GIVEN INFORMATION -

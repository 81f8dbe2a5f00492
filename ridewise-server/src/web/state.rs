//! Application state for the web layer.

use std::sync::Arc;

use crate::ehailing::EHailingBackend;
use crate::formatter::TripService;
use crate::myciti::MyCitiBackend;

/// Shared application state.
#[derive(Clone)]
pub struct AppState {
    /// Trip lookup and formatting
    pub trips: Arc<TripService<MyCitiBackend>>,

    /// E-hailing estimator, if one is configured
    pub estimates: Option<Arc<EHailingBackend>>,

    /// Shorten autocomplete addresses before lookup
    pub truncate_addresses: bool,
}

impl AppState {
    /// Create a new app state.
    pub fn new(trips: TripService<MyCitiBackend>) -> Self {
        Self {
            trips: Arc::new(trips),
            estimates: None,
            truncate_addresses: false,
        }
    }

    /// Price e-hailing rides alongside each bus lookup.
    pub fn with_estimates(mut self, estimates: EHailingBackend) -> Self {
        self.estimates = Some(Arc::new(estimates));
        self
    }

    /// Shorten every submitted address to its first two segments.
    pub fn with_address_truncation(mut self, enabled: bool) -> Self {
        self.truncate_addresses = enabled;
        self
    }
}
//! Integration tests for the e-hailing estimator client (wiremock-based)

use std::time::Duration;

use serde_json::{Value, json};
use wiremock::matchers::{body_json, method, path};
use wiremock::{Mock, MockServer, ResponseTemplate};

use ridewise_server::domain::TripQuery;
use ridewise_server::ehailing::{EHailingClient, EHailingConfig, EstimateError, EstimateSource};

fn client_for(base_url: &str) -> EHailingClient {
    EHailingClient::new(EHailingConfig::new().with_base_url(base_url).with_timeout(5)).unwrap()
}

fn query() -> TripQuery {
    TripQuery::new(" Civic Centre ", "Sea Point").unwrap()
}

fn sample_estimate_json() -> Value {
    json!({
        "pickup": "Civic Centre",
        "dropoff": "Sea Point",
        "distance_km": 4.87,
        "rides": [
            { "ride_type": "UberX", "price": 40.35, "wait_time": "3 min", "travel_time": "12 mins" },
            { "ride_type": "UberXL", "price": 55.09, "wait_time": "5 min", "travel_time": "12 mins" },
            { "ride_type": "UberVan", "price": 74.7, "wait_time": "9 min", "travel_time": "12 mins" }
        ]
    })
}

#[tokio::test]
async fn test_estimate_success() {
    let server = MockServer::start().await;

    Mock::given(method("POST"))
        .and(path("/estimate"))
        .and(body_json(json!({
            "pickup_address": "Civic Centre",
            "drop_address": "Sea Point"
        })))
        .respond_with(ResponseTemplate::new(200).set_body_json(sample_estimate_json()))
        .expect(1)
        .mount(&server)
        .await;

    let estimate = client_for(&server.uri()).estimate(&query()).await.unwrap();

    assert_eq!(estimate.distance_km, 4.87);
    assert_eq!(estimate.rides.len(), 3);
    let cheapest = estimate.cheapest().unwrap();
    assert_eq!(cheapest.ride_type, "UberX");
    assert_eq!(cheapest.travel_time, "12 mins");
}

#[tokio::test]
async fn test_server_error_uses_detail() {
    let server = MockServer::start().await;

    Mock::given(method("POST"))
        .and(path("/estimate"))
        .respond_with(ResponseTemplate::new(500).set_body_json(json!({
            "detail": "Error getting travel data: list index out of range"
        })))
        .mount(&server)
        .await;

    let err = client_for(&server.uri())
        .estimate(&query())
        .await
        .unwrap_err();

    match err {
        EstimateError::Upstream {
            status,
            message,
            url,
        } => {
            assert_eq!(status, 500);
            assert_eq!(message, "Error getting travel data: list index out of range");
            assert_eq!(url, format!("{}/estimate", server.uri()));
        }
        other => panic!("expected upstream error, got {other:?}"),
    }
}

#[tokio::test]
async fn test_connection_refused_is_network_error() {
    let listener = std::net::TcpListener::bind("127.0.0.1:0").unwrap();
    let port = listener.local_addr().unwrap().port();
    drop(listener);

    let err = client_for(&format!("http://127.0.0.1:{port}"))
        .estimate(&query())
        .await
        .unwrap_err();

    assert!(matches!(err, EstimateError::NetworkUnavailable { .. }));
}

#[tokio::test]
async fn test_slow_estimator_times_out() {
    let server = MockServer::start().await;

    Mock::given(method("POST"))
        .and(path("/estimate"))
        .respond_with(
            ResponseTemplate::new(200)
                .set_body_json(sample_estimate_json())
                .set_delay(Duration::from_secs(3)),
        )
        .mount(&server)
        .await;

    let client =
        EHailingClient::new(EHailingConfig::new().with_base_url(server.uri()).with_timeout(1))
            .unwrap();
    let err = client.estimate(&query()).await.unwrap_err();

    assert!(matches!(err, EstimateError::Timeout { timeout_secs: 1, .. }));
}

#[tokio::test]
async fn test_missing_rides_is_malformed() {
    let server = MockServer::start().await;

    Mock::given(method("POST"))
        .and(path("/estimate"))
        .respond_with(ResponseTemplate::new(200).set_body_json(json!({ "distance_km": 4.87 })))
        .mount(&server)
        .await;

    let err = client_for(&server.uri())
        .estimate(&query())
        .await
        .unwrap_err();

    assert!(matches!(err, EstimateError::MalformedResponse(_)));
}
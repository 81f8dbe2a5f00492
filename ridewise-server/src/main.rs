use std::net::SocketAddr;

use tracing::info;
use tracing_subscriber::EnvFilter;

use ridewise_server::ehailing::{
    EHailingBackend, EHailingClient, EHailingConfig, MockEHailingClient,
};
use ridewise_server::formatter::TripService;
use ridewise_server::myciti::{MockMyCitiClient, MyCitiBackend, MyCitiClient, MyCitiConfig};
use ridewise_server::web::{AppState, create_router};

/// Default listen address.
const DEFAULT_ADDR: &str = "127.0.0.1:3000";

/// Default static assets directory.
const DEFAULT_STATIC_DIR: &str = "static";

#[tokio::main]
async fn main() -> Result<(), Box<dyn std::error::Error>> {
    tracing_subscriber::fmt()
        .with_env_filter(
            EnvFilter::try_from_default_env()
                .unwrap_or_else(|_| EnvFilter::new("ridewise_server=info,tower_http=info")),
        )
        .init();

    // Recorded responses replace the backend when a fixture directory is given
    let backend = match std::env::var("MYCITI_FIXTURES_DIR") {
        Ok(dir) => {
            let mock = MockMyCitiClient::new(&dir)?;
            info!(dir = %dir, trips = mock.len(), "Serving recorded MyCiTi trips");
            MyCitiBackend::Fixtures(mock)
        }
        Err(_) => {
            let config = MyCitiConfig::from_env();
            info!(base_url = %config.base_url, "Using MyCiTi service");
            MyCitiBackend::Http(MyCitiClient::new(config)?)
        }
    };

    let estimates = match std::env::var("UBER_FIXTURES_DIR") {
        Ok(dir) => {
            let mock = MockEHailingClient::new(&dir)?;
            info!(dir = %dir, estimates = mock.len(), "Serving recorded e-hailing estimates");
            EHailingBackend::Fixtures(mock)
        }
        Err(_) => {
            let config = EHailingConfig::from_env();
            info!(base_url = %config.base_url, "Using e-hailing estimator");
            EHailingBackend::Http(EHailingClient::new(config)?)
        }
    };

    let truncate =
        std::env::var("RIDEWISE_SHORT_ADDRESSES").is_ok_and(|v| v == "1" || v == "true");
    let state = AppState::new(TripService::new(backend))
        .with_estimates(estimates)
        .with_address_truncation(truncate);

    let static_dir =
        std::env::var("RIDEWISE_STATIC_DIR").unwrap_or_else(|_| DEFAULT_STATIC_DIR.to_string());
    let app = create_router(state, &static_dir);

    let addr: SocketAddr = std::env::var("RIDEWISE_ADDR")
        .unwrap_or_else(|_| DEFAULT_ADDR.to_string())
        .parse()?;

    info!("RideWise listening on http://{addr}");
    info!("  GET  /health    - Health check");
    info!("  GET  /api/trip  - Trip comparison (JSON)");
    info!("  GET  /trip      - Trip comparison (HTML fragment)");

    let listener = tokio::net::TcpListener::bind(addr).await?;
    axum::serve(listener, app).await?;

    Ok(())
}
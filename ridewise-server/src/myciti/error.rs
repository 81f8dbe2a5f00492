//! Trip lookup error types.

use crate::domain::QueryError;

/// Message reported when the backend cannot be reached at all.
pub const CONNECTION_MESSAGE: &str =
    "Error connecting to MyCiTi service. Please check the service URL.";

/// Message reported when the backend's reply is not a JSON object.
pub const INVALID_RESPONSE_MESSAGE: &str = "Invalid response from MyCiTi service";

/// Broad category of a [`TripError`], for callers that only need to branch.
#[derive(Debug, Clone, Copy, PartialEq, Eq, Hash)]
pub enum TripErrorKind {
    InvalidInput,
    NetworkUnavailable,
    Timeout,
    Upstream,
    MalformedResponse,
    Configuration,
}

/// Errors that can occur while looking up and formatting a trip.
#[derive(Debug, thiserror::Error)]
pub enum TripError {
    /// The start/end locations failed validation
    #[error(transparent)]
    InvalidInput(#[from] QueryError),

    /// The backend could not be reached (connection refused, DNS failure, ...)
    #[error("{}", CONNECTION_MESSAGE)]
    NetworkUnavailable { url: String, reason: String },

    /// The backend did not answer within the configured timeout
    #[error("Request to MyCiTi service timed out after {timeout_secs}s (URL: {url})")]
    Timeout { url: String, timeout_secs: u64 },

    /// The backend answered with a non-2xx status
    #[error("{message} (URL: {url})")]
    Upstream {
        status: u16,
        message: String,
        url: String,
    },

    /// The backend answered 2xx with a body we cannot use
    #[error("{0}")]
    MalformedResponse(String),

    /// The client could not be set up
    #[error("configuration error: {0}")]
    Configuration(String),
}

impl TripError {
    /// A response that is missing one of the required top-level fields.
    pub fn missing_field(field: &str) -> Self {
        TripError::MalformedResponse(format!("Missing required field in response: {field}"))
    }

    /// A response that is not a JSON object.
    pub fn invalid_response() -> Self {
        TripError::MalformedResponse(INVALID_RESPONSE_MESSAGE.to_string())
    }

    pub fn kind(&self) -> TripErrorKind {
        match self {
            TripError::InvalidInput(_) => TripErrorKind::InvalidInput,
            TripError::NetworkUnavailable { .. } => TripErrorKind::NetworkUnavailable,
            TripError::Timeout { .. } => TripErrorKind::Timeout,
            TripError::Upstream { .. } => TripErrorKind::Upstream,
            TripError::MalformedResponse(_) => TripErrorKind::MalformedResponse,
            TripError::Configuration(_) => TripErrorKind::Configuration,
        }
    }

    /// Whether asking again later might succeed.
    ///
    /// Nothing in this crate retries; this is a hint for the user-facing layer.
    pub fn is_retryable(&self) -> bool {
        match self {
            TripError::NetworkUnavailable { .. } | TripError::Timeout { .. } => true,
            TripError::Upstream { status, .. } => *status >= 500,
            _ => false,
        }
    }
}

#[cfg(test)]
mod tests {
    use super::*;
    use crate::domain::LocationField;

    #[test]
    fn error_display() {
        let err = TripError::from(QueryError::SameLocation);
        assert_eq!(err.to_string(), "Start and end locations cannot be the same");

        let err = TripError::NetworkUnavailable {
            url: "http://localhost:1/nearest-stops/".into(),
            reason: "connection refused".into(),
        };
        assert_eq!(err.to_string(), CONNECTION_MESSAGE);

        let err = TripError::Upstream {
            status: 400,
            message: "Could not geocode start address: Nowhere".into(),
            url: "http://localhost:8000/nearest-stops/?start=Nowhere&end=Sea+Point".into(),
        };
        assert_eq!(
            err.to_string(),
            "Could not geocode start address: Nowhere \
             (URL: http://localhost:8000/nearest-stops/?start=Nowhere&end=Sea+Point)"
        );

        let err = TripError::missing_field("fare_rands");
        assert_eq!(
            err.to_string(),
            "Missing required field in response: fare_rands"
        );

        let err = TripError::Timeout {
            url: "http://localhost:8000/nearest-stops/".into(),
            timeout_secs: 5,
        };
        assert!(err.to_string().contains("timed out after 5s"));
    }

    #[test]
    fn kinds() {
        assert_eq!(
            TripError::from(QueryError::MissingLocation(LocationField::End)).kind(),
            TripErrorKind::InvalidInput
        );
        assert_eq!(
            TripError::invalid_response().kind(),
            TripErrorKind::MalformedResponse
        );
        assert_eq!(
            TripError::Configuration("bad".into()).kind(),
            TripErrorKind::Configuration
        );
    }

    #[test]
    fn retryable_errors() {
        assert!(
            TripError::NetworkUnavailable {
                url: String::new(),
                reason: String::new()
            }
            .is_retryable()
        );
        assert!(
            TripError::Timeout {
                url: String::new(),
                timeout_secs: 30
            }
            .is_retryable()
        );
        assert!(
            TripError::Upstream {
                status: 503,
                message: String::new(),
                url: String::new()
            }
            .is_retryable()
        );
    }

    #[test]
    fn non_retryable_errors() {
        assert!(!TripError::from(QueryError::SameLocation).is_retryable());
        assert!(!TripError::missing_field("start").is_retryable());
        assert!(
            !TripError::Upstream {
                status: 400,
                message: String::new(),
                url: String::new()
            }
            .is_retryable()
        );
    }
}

TASK STATEMENT - The exact lines of the material above starting at the one that contains "EHailingBackend::Http(EHailingClient::new(config)?)" and ending at the one that contains "let app = create_router(state, &static_dir);" are what to retype; leave out everything else.

PROBLEM SOLUTION -
            EHailingBackend::Http(EHailingClient::new(config)?)
        }
    };

    let truncate =
        std::env::var("RIDEWISE_SHORT_ADDRESSES").is_ok_and(|v| v == "1" || v == "true");
    let state = AppState::new(TripService::new(backend))
        .with_estimates(estimates)
        .with_address_truncation(truncate);

    let static_dir =
        std::env::var("RIDEWISE_STATIC_DIR").unwrap_or_else(|_| DEFAULT_STATIC_DIR.to_string());
    let app = create_router(state, &static_dir);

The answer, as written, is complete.